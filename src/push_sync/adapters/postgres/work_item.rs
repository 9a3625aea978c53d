//! `PostgreSQL` work item store.

use super::{
    blocking::{PersistenceFailure, PushSyncPgPool, run_blocking},
    models::WorkItemRow,
    schema::work_items,
};
use crate::push_sync::{
    domain::{ProjectId, WorkItem, WorkItemId, WorkItemStatus},
    ports::{WorkItemStore, WorkItemStoreError, WorkItemStoreResult},
};
use async_trait::async_trait;
use diesel::prelude::*;

impl PersistenceFailure for WorkItemStoreError {
    fn from_persistence(err: impl std::error::Error + Send + Sync + 'static) -> Self {
        Self::persistence(err)
    }
}

/// `PostgreSQL`-backed work item store.
#[derive(Debug, Clone)]
pub struct PostgresWorkItemStore {
    pool: PushSyncPgPool,
}

impl PostgresWorkItemStore {
    /// Creates a store from a connection pool.
    #[must_use]
    pub const fn new(pool: PushSyncPgPool) -> Self {
        Self { pool }
    }
}

#[async_trait]
impl WorkItemStore for PostgresWorkItemStore {
    async fn find_by_id_and_project(
        &self,
        id: WorkItemId,
        project_id: ProjectId,
    ) -> WorkItemStoreResult<Option<WorkItem>> {
        let item_key = i64::try_from(id.value()).map_err(WorkItemStoreError::persistence)?;
        let project_key =
            i64::try_from(project_id.value()).map_err(WorkItemStoreError::persistence)?;

        run_blocking(&self.pool, move |connection| {
            let row = work_items::table
                .filter(work_items::id.eq(item_key))
                .filter(work_items::project_id.eq(project_key))
                .select(WorkItemRow::as_select())
                .first::<WorkItemRow>(connection)
                .optional()
                .map_err(WorkItemStoreError::persistence)?;
            row.map(|found| row_to_work_item(found, project_id))
                .transpose()
        })
        .await
    }

    async fn update_status(
        &self,
        id: WorkItemId,
        status: WorkItemStatus,
    ) -> WorkItemStoreResult<()> {
        let item_key = i64::try_from(id.value()).map_err(WorkItemStoreError::persistence)?;

        run_blocking(&self.pool, move |connection| {
            let updated = diesel::update(work_items::table.filter(work_items::id.eq(item_key)))
                .set((
                    work_items::status.eq(status.as_str()),
                    work_items::updated_at.eq(diesel::dsl::now),
                ))
                .execute(connection)
                .map_err(WorkItemStoreError::persistence)?;
            if updated == 0 {
                return Err(WorkItemStoreError::NotFound(id));
            }
            Ok(())
        })
        .await
    }
}

fn row_to_work_item(row: WorkItemRow, project_id: ProjectId) -> WorkItemStoreResult<WorkItem> {
    let WorkItemRow {
        id,
        title,
        status: persisted_status,
    } = row;

    let raw_id = u64::try_from(id).map_err(WorkItemStoreError::persistence)?;
    let work_item_id = WorkItemId::new(raw_id).map_err(WorkItemStoreError::persistence)?;
    let status = WorkItemStatus::try_from(persisted_status.as_str())
        .map_err(WorkItemStoreError::persistence)?;
    Ok(WorkItem::new(work_item_id, project_id, title, status))
}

────────────────────

§ **Required action**
Show all lines from the listing above in which "impl" appears.

§ **Exercise output**
impl PersistenceFailure for WorkItemStoreError {
    fn from_persistence(err: impl std::error::Error + Send + Sync + 'static) -> Self {
impl PostgresWorkItemStore {
impl WorkItemStore for PostgresWorkItemStore {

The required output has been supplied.